━━━ Provided records ━━━
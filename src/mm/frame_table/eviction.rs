//! Victim selection.
//!
//! Both policies walk the circular sequence from the hand and leave the hand
//! just past the frame they pick. Neither evicts anything: unmapping and
//! write-back belong to the caller.

use log::trace;

use super::{FrameId, FrameTable};
use crate::config::DEFAULT_WS_WINDOW;
use crate::mm::address::{PhysAddr, VirtAddr};
use crate::mm::phys::PageSource;
use crate::process::Pid;

/// Recency indicators for a (process, virtual page) mapping.
///
/// Implemented by whatever owns the page tables; the frame table only knows
/// process identifiers.
pub trait AccessBits {
    fn is_accessed(&self, pid: Pid, vaddr: VirtAddr) -> bool;
    fn clear_accessed(&mut self, pid: Pid, vaddr: VirtAddr);
    fn is_dirty(&self, pid: Pid, vaddr: VirtAddr) -> bool;
}

/// Eviction strategy used by [`FrameTable::select_victim`].
#[derive(Debug, Clone, Copy, PartialEq, Eq)]
pub enum EvictionPolicy {
    /// Second-chance clock.
    Clock,
    /// Working-set clock: prefer clean frames unused for more than `window`
    /// epochs, then fall back to the clock rule.
    WsClock { window: u64 },
}

impl EvictionPolicy {
    /// Policy selected by the `wsclock` cargo feature.
    pub const fn build_default() -> Self {
        if cfg!(feature = "wsclock") {
            Self::WsClock {
                window: DEFAULT_WS_WINDOW,
            }
        } else {
            Self::Clock
        }
    }
}

impl Default for EvictionPolicy {
    fn default() -> Self {
        Self::build_default()
    }
}

impl<P: PageSource> FrameTable<P> {
    /// Pick the frame to reclaim next, or `None` when the table is empty.
    ///
    /// The scan is bounded by two full passes. A frame already picked and
    /// not accessed since is passed over while any other candidate exists.
    pub fn select_victim<A: AccessBits>(&mut self, bits: &mut A) -> Option<PhysAddr> {
        let start = self.hand?;
        self.stats.victim_scans += 1;

        let victim = match self.policy {
            EvictionPolicy::Clock => self.clock_scan(bits),
            EvictionPolicy::WsClock { window } => self.wsclock_scan(bits, window),
        }
        .unwrap_or(start);

        let entry = self.entry_mut(victim);
        entry.reclaim_pending = true;
        let (paddr, next) = (entry.paddr, entry.next);
        self.hand = Some(next);

        trace!("frame: victim {} ({:?})", paddr, self.policy);
        Some(paddr)
    }

    /// Test-and-clear the accessed bits of every mapping of `id`.
    ///
    /// A hot frame is no longer a pending victim and counts as used now.
    fn take_accessed<A: AccessBits>(&mut self, id: FrameId, bits: &mut A) -> bool {
        let epoch = self.epoch;
        let entry = self.entry_mut(id);
        let mut hot = false;
        for r in &entry.refs {
            if bits.is_accessed(r.pid, r.vaddr) {
                bits.clear_accessed(r.pid, r.vaddr);
                hot = true;
            }
        }
        if hot {
            entry.last_used = epoch;
            entry.reclaim_pending = false;
        }
        hot
    }

    fn is_dirty<A: AccessBits>(&self, id: FrameId, bits: &A) -> bool {
        self.entry(id)
            .refs
            .iter()
            .any(|r| bits.is_dirty(r.pid, r.vaddr))
    }

    fn clock_scan<A: AccessBits>(&mut self, bits: &mut A) -> Option<FrameId> {
        let mut cursor = self.hand?;
        for _ in 0..2 * self.len {
            let next = self.entry(cursor).next;
            if !self.take_accessed(cursor, bits) && !self.entry(cursor).reclaim_pending {
                return Some(cursor);
            }
            cursor = next;
        }
        None
    }

    fn wsclock_scan<A: AccessBits>(&mut self, bits: &mut A, window: u64) -> Option<FrameId> {
        let mut cursor = self.hand?;
        let mut fallback = None;
        for _ in 0..2 * self.len {
            let next = self.entry(cursor).next;
            if !self.take_accessed(cursor, bits) && !self.entry(cursor).reclaim_pending {
                let age = self.epoch.saturating_sub(self.entry(cursor).last_used);
                if age > window && !self.is_dirty(cursor, bits) {
                    return Some(cursor);
                }
                fallback.get_or_insert(cursor);
            }
            cursor = next;
        }
        fallback
    }
}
━━━
- Activity: After reading the lines above, reproduce them all exactly.

- Your response:
filename src/mm/frame_table/eviction.rs
//! Victim selection.
//!
//! Both policies walk the circular sequence from the hand and leave the hand
//! just past the frame they pick. Neither evicts anything: unmapping and
//! write-back belong to the caller.

use log::trace;

use super::{FrameId, FrameTable};
use crate::config::DEFAULT_WS_WINDOW;
use crate::mm::address::{PhysAddr, VirtAddr};
use crate::mm::phys::PageSource;
use crate::process::Pid;

/// Recency indicators for a (process, virtual page) mapping.
///
/// Implemented by whatever owns the page tables; the frame table only knows
/// process identifiers.
pub trait AccessBits {
    fn is_accessed(&self, pid: Pid, vaddr: VirtAddr) -> bool;
    fn clear_accessed(&mut self, pid: Pid, vaddr: VirtAddr);
    fn is_dirty(&self, pid: Pid, vaddr: VirtAddr) -> bool;
}

/// Eviction strategy used by [`FrameTable::select_victim`].
#[derive(Debug, Clone, Copy, PartialEq, Eq)]
pub enum EvictionPolicy {
    /// Second-chance clock.
    Clock,
    /// Working-set clock: prefer clean frames unused for more than `window`
    /// epochs, then fall back to the clock rule.
    WsClock { window: u64 },
}

impl EvictionPolicy {
    /// Policy selected by the `wsclock` cargo feature.
    pub const fn build_default() -> Self {
        if cfg!(feature = "wsclock") {
            Self::WsClock {
                window: DEFAULT_WS_WINDOW,
            }
        } else {
            Self::Clock
        }
    }
}

impl Default for EvictionPolicy {
    fn default() -> Self {
        Self::build_default()
    }
}

impl<P: PageSource> FrameTable<P> {
    /// Pick the frame to reclaim next, or `None` when the table is empty.
    ///
    /// The scan is bounded by two full passes. A frame already picked and
    /// not accessed since is passed over while any other candidate exists.
    pub fn select_victim<A: AccessBits>(&mut self, bits: &mut A) -> Option<PhysAddr> {
        let start = self.hand?;
        self.stats.victim_scans += 1;

        let victim = match self.policy {
            EvictionPolicy::Clock => self.clock_scan(bits),
            EvictionPolicy::WsClock { window } => self.wsclock_scan(bits, window),
        }
        .unwrap_or(start);

        let entry = self.entry_mut(victim);
        entry.reclaim_pending = true;
        let (paddr, next) = (entry.paddr, entry.next);
        self.hand = Some(next);

        trace!("frame: victim {} ({:?})", paddr, self.policy);
        Some(paddr)
    }

    /// Test-and-clear the accessed bits of every mapping of `id`.
    ///
    /// A hot frame is no longer a pending victim and counts as used now.
    fn take_accessed<A: AccessBits>(&mut self, id: FrameId, bits: &mut A) -> bool {
        let epoch = self.epoch;
        let entry = self.entry_mut(id);
        let mut hot = false;
        for r in &entry.refs {
            if bits.is_accessed(r.pid, r.vaddr) {
                bits.clear_accessed(r.pid, r.vaddr);
                hot = true;
            }
        }
        if hot {
            entry.last_used = epoch;
            entry.reclaim_pending = false;
        }
        hot
    }

    fn is_dirty<A: AccessBits>(&self, id: FrameId, bits: &A) -> bool {
        self.entry(id)
            .refs
            .iter()
            .any(|r| bits.is_dirty(r.pid, r.vaddr))
    }

    fn clock_scan<A: AccessBits>(&mut self, bits: &mut A) -> Option<FrameId> {
        let mut cursor = self.hand?;
        for _ in 0..2 * self.len {
            let next = self.entry(cursor).next;
            if !self.take_accessed(cursor, bits) && !self.entry(cursor).reclaim_pending {
                return Some(cursor);
            }
            cursor = next;
        }
        None
    }

    fn wsclock_scan<A: AccessBits>(&mut self, bits: &mut A, window: u64) -> Option<FrameId> {
        let mut cursor = self.hand?;
        let mut fallback = None;
        for _ in 0..2 * self.len {
            let next = self.entry(cursor).next;
            if !self.take_accessed(cursor, bits) && !self.entry(cursor).reclaim_pending {
                let age = self.epoch.saturating_sub(self.entry(cursor).last_used);
                if age > window && !self.is_dirty(cursor, bits) {
                    return Some(cursor);
                }
                fallback.get_or_insert(cursor);
            }
            cursor = next;
        }
        fallback
    }
}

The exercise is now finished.